### RECORDS
//! Shared test doubles: a register-map BAR and a fake DMA engine that marks
//! ring slots arrived in submission order.

// Not every test binary uses every helper.
#![allow(dead_code)]

use std::cell::RefCell;
use std::collections::HashMap;
use std::rc::Rc;

use cru_bar::{registers, RegisterInterface};
use cru_dma::{ChannelParameters, ContiguousBufferProvider, CruChannelMaster};
use cru_fifo::{status_entry_offset, CruFifoTable, FifoBuffer, DESCRIPTOR_ENTRIES};

pub const FIFO_BUS_ADDRESS: u64 = 0x4000_0000;
pub const BUFFER_BUS_BASE: u64 = 0x2000_0000;
pub const BUFFER_SIZE: usize = 512 * 1024 * 1024;
pub const MIB: usize = 1024 * 1024;

#[derive(Default)]
pub struct BarState {
    pub regs: HashMap<usize, u32>,
    pub emulator_enable_writes: usize,
}

#[derive(Clone, Default)]
pub struct TestBar(pub Rc<RefCell<BarState>>);

impl TestBar {
    pub fn register(&self, index: usize) -> u32 {
        *self.0.borrow().regs.get(&index).unwrap_or(&0)
    }

    pub fn set_register(&self, index: usize, value: u32) {
        self.0.borrow_mut().regs.insert(index, value);
    }

    pub fn emulator_enable_writes(&self) -> usize {
        self.0.borrow().emulator_enable_writes
    }
}

impl RegisterInterface for TestBar {
    fn read_register(&self, index: usize) -> u32 {
        self.register(index)
    }

    fn write_register(&mut self, index: usize, value: u32) {
        let mut state = self.0.borrow_mut();
        if index == registers::DATA_EMULATOR_CONTROL && value != 0 {
            state.emulator_enable_writes += 1;
        }
        state.regs.insert(index, value);
    }
}

pub struct FakeEngine {
    buffer: FifoBuffer,
    next_slot: usize,
}

impl FakeEngine {
    pub fn new() -> Self {
        Self {
            buffer: FifoBuffer::new(),
            next_slot: 0,
        }
    }

    pub fn table(&self) -> CruFifoTable {
        unsafe { CruFifoTable::new(self.buffer.base(), self.buffer.len()) }
            .expect("FifoBuffer is aligned")
    }

    /// Marks the next `count` outstanding slots as arrived.
    pub fn arrive(&mut self, count: usize) {
        for _ in 0..count {
            unsafe {
                self.buffer
                    .base()
                    .add(status_entry_offset(self.next_slot))
                    .cast::<u32>()
                    .write_volatile(1);
            }
            self.next_slot = (self.next_slot + 1) % DESCRIPTOR_ENTRIES;
        }
    }
}

pub type TestChannel = CruChannelMaster<TestBar, ContiguousBufferProvider>;

/// Channel over the doubles. The engine owns the table's backing memory, so
/// keep it alive for as long as the channel.
pub fn test_channel(parameters: ChannelParameters) -> (TestChannel, TestBar, FakeEngine) {
    let _ = tracing_subscriber::fmt().with_test_writer().try_init();
    let engine = FakeEngine::new();
    let bar = TestBar::default();
    let channel = CruChannelMaster::new(
        parameters,
        bar.clone(),
        engine.table(),
        FIFO_BUS_ADDRESS,
        ContiguousBufferProvider::new(BUFFER_BUS_BASE, BUFFER_SIZE),
    )
    .expect("supported parameters");
    (channel, bar, engine)
}

/// Runs fill/arrive rounds until the channel has a filled superpage to pop,
/// or gives up after `max_rounds`.
pub fn drive_until_filled(channel: &mut TestChannel, engine: &mut FakeEngine, max_rounds: usize) {
    for _ in 0..max_rounds {
        channel.fill_superpages();
        if channel
            .front_superpage_status()
            .map(|status| status.confirmed_pages == status.max_pages)
            .unwrap_or(false)
        {
            return;
        }
        let outstanding = channel.ring_occupancy();
        engine.arrive(outstanding);
    }
    panic!("superpage did not complete within {max_rounds} rounds");
}
//! Superpage bookkeeping.
//!
//! Every live superpage sits in a registry keyed by its buffer offset and is
//! referenced from up to two of three offset queues: `pushing` (still has
//! pages to place into the ring), `arrivals` (has pages in flight), `filled`
//! (every page confirmed, waiting to be popped). Transitions are
//! one-directional: a new superpage enters `pushing` and `arrivals` together,
//! leaves `pushing` once fully placed, moves from `arrivals` to `filled` once
//! fully confirmed, and leaves the registry when popped.
//!
//! All queues are FIFO in submission order; since the ring completes strictly
//! in order, `arrivals` order and fill order coincide.

use std::collections::{HashMap, VecDeque};

use crate::error::{CruError, Result};

/// Point-in-time view of one superpage's transfer progress.
#[derive(Debug, Clone, Copy, PartialEq, Eq)]
pub struct SuperpageStatus {
    /// Byte offset of the superpage in the DMA buffer.
    pub offset: usize,
    /// Pages the hardware has reported arrived.
    pub confirmed_pages: usize,
    /// Total pages in this superpage.
    pub max_pages: usize,
}

/// Registry entry for one live superpage.
#[derive(Debug, Clone)]
pub struct SuperpageEntry {
    /// Device-visible address of the superpage base, fixed at enqueue.
    pub bus_address: u64,
    /// Pages already placed into the descriptor ring.
    pub pushed_pages: usize,
    pub status: SuperpageStatus,
}

impl SuperpageEntry {
    pub fn new(offset: usize, bus_address: u64, max_pages: usize) -> Self {
        Self {
            bus_address,
            pushed_pages: 0,
            status: SuperpageStatus {
                offset,
                confirmed_pages: 0,
                max_pages,
            },
        }
    }
}

/// Ordered collection of all live superpages. See the module docs for the
/// queue discipline.
#[derive(Debug)]
pub struct SuperpageQueue {
    capacity: usize,
    entries: HashMap<usize, SuperpageEntry>,
    pushing: VecDeque<usize>,
    arrivals: VecDeque<usize>,
    filled: VecDeque<usize>,
}

impl SuperpageQueue {
    pub fn new(capacity: usize) -> Self {
        Self {
            capacity,
            entries: HashMap::with_capacity(capacity),
            pushing: VecDeque::with_capacity(capacity),
            arrivals: VecDeque::with_capacity(capacity),
            filled: VecDeque::with_capacity(capacity),
        }
    }

    pub fn capacity(&self) -> usize {
        self.capacity
    }

    /// Number of live superpages, filled ones included.
    pub fn count(&self) -> usize {
        self.entries.len()
    }

    pub fn available(&self) -> usize {
        self.capacity - self.entries.len()
    }

    pub fn is_full(&self) -> bool {
        self.entries.len() >= self.capacity
    }

    pub fn is_empty(&self) -> bool {
        self.entries.is_empty()
    }

    pub fn contains(&self, offset: usize) -> bool {
        self.entries.contains_key(&offset)
    }

    /// Admits a new superpage into the pushing and arrival orders.
    pub fn add(&mut self, entry: SuperpageEntry) -> Result<()> {
        if self.is_full() {
            return Err(CruError::CapacityExceeded {
                capacity: self.capacity,
            });
        }
        let offset = entry.status.offset;
        if self.entries.contains_key(&offset) {
            return Err(CruError::DuplicateSuperpage { offset });
        }
        self.entries.insert(offset, entry);
        self.pushing.push_back(offset);
        self.arrivals.push_back(offset);
        Ok(())
    }

    /// Oldest superpage that still has pages to place into the ring.
    pub fn pushing_front(&self) -> Option<usize> {
        self.pushing.front().copied()
    }

    /// Oldest superpage with unconfirmed pages; the next arrival belongs to it.
    pub fn arrivals_front(&self) -> Option<usize> {
        self.arrivals.front().copied()
    }

    pub fn entry(&self, offset: usize) -> Option<&SuperpageEntry> {
        self.entries.get(&offset)
    }

    pub fn entry_mut(&mut self, offset: usize) -> Option<&mut SuperpageEntry> {
        self.entries.get_mut(&offset)
    }

    /// Retires the front of the pushing order once all its pages are placed.
    pub fn remove_from_pushing_queue(&mut self) -> Option<usize> {
        self.pushing.pop_front()
    }

    /// Moves the front of the arrival order to the filled queue.
    pub fn move_front_arrival_to_filled(&mut self) -> Option<usize> {
        let offset = self.arrivals.pop_front()?;
        self.filled.push_back(offset);
        Some(offset)
    }

    /// Removes and returns the oldest filled superpage.
    pub fn pop_filled(&mut self) -> Option<SuperpageEntry> {
        let offset = self.filled.pop_front()?;
        self.entries.remove(&offset)
    }

    /// Progress snapshot of the oldest live superpage: the filled front if
    /// one is waiting, otherwise the oldest still awaiting arrivals.
    pub fn front_status(&self) -> Option<SuperpageStatus> {
        self.filled
            .front()
            .or_else(|| self.arrivals.front())
            .and_then(|offset| self.entries.get(offset))
            .map(|entry| entry.status)
    }

    /// All live entries, in no particular order.
    pub fn entries(&self) -> impl Iterator<Item = &SuperpageEntry> {
        self.entries.values()
    }

    /// Drops every superpage. Used when (re)starting DMA; in-flight transfers
    /// do not survive a restart.
    pub fn clear(&mut self) {
        self.entries.clear();
        self.pushing.clear();
        self.arrivals.clear();
        self.filled.clear();
    }
}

### WORK TASK
Scan the listing above for the word "const" and copy every line that holds it.

### SOLVED PROBLEM
pub const FIFO_BUS_ADDRESS: u64 = 0x4000_0000;
pub const BUFFER_BUS_BASE: u64 = 0x2000_0000;
pub const BUFFER_SIZE: usize = 512 * 1024 * 1024;
pub const MIB: usize = 1024 * 1024;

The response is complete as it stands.